Under Falling Skies is an unusual game. Apart from its metaphor-invoking title, it’s based on an award-winning nine card print and play game, contains both multiple single-game setups and a re-playable campaign – oh, and it’s for a single player only. Fortunately, this all works together to create a fantastically priced box that’s packed full of variety, strategy, and surprises.

Whether playing in standalone or campaign mode, each game sees you defending a single city as an Independence Day-esque mothership filling the heavens descends upon you. As it approaches, it spawns a stream of smaller ships that dart through the sky, challenging you to snipe them down from specific spaces. While holding these off, your job is to research a method to defeat the aliens – represented through a simple track that does nothing except say “you win” when you reach the top of it – before either too many small ships make it past your defences, or the mothership gets too close.

Your agency in the game comes through dice placement – each round, you roll five dice and assign them to rooms in your base underneath the city to allow you to do things like progress the research track or shoot down the alien craft. The trick is that your base is laid out in a grid and each column can only take one worker each round, leading to difficult decisions on what you want to prioritise.  Can you afford to forgo generating energy this round if that’s the only way you can excavate better rooms for next round?

Except that’s not the difficult part of the planning. That honour goes to Under Falling Skies’ masterstroke – which is that each die, as well as defining how strong a room’s effect is when you use it, defines how far the ships in its column descend that turn. Each column becomes a nail-biting trade-off of how good your room needs to be against how far you can allow the ships to move.

While these base mechanics form the framework for every game, Under Falling Skies impresses further with its variety and volume of content. Before you even touch the campaign, there are three different cities, each offering a unique power and a different base layout creating a fresh puzzle each time. Additionally, the four tiles that make up the skies through which the enemies will descend can also each be independently flipped to more challenging versions, offering a range of difficulties depending on how many you reverse.

And when you’re ready, you can crack into the campaign – a set of four chapters, each introduced with an attractive one-page comic that offers a synopsis of a story. Behind that comic is a set of additional cardboard components including new cities, characters to offer one-off special powers and more. The highlight are scenarios: rules modifications to each game that throw a unique challenge at you. A run through the campaign will take you seven or more games, and there’s enough material in the chapters that you can play a full second campaign with next to no repeated content. In a box of this size, the sheer generosity of content is remarkable.

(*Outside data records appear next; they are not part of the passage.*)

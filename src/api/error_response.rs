//! HTTP error response handling for the control plane
//!
//! Converts domain errors into HTTP responses with a status code from
//! [`ToHttpStatus`] and the JSON [`ApiError`] envelope.

use crate::error::{ApiError, Error, ToHttpStatus};
use axum::{
    Json,
    http::StatusCode,
    response::{IntoResponse, Response},
};

impl IntoResponse for Error {
    fn into_response(self) -> Response {
        let status_code =
            StatusCode::from_u16(self.status_code()).unwrap_or(StatusCode::INTERNAL_SERVER_ERROR);

        if status_code.is_server_error() {
            tracing::error!(error = %self, "request failed");
        }

        let api_error: ApiError = self.into();
        (status_code, Json(api_error)).into_response()
    }
}

impl IntoResponse for ApiError {
    fn into_response(self) -> Response {
        // Errors carrying their own status go through Error::into_response
        (StatusCode::INTERNAL_SERVER_ERROR, Json(self)).into_response()
    }
}
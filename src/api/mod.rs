//! Control-plane HTTP server
//!
//! A small axum router in front of [`CbzEngine`]. Every route is restricted
//! to loopback peers; anything else gets an empty 404.

use crate::engine::CbzEngine;
use crate::error::{Error, Result};
use axum::{Router, middleware, routing::get};
use std::future::Future;
use std::net::SocketAddr;
use std::sync::Arc;
use tokio::net::TcpListener;
use tower_http::cors::{Any, CorsLayer};
use tower_http::trace::TraceLayer;

pub mod error_response;
pub mod loopback;
pub mod openapi;
pub mod routes;
pub mod state;

pub use openapi::ApiDoc;
pub use state::AppState;

/// Create the API router with all route definitions
///
/// # Routes
///
/// ## Catalog
/// - `GET /search?q=&max_results=` - Search manga by title
/// - `GET /manga/:id` - HTML page with embedded metadata
///
/// ## Tasks
/// - `GET /to_cbz?manga_id=&language=&volume_name=&chapter_names=&prefix=&part=` - Submit (idempotent) and poll
/// - `GET /task/:id/status` - Poll a job
///
/// ## Download
/// - `GET /download/:id` - Stream the finished archive
///
/// ## System
/// - `GET /health` - Health check
/// - `GET /openapi.json` - OpenAPI specification
pub fn create_router(engine: Arc<CbzEngine>) -> Router {
    let cors_enabled = engine.config().api.cors_enabled;
    let state = AppState::new(engine);

    let router = Router::new()
        // Catalog
        .route("/search", get(routes::search))
        .route("/manga/:id", get(routes::manga_page))
        // Tasks
        .route("/to_cbz", get(routes::to_cbz))
        .route("/task/:id/status", get(routes::task_status))
        // Download
        .route("/download/:id", get(routes::download))
        // System
        .route("/health", get(routes::health_check))
        .route("/openapi.json", get(routes::openapi_spec))
        .with_state(state);

    // Last layer applied runs first: trace → loopback guard → handler
    let router = router
        .layer(middleware::from_fn(loopback::require_loopback))
        .layer(TraceLayer::new_for_http());

    if cors_enabled {
        router.layer(
            CorsLayer::new()
                .allow_origin(Any)
                .allow_methods(Any)
                .allow_headers(Any),
        )
    } else {
        router
    }
}

/// Serve the control plane on the configured bind address until `shutdown` resolves
///
/// The router is served with peer addresses attached, which the loopback
/// guard requires.
///
/// # Example
///
/// ```no_run
/// use mangadex_cbz::{CbzEngine, Config};
/// use std::sync::Arc;
///
/// # async fn example() -> Result<(), Box<dyn std::error::Error>> {
/// let engine = Arc::new(CbzEngine::new(Config::default())?);
/// mangadex_cbz::api::start_api_server(engine, async {
///     tokio::signal::ctrl_c().await.ok();
/// })
/// .await?;
/// # Ok(())
/// # }
/// ```
pub async fn start_api_server<S>(engine: Arc<CbzEngine>, shutdown: S) -> Result<()>
where
    S: Future<Output = ()> + Send + 'static,
{
    let bind_address = engine.config().api.bind_address;
    let listener = TcpListener::bind(bind_address).await?;
    serve_listener(listener, engine, shutdown).await
}

/// Serve the control plane on an already bound listener
pub async fn serve_listener<S>(
    listener: TcpListener,
    engine: Arc<CbzEngine>,
    shutdown: S,
) -> Result<()>
where
    S: Future<Output = ()> + Send + 'static,
{
    let local_addr = listener.local_addr()?;
    if !local_addr.ip().is_loopback() {
        tracing::warn!(
            address = %local_addr,
            "control plane bound to a non-loopback address; non-local callers still get 404"
        );
    }
    tracing::info!(address = %local_addr, "API server listening");

    let app = create_router(engine);
    axum::serve(
        listener,
        app.into_make_service_with_connect_info::<SocketAddr>(),
    )
    .with_graceful_shutdown(shutdown)
    .await
    .map_err(|e| Error::ApiServerError(e.to_string()))?;

    tracing::info!("API server stopped");
    Ok(())
}

// unwrap/expect are acceptable in tests for concise failure-on-error assertions
#[allow(clippy::unwrap_used, clippy::expect_used)]
#[cfg(test)]
mod tests;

The only complaints with the game are minor – such as that some copies, including my own, have slightly miscut punchboard that means lining up the pieces of the game board sometimes causes some offsets in the artwork. It’s an unfortunate production flaw in a game whose design is near flawless. If you enjoy solo gaming, Under Falling Skies is a strong candidate for your new go-to game.

SIMON CASTLE

PLAY IT? MUST-PLAY

A wonderfully sharp print-and-play game that’s earned its position as a commercial product with a wealth of varied content.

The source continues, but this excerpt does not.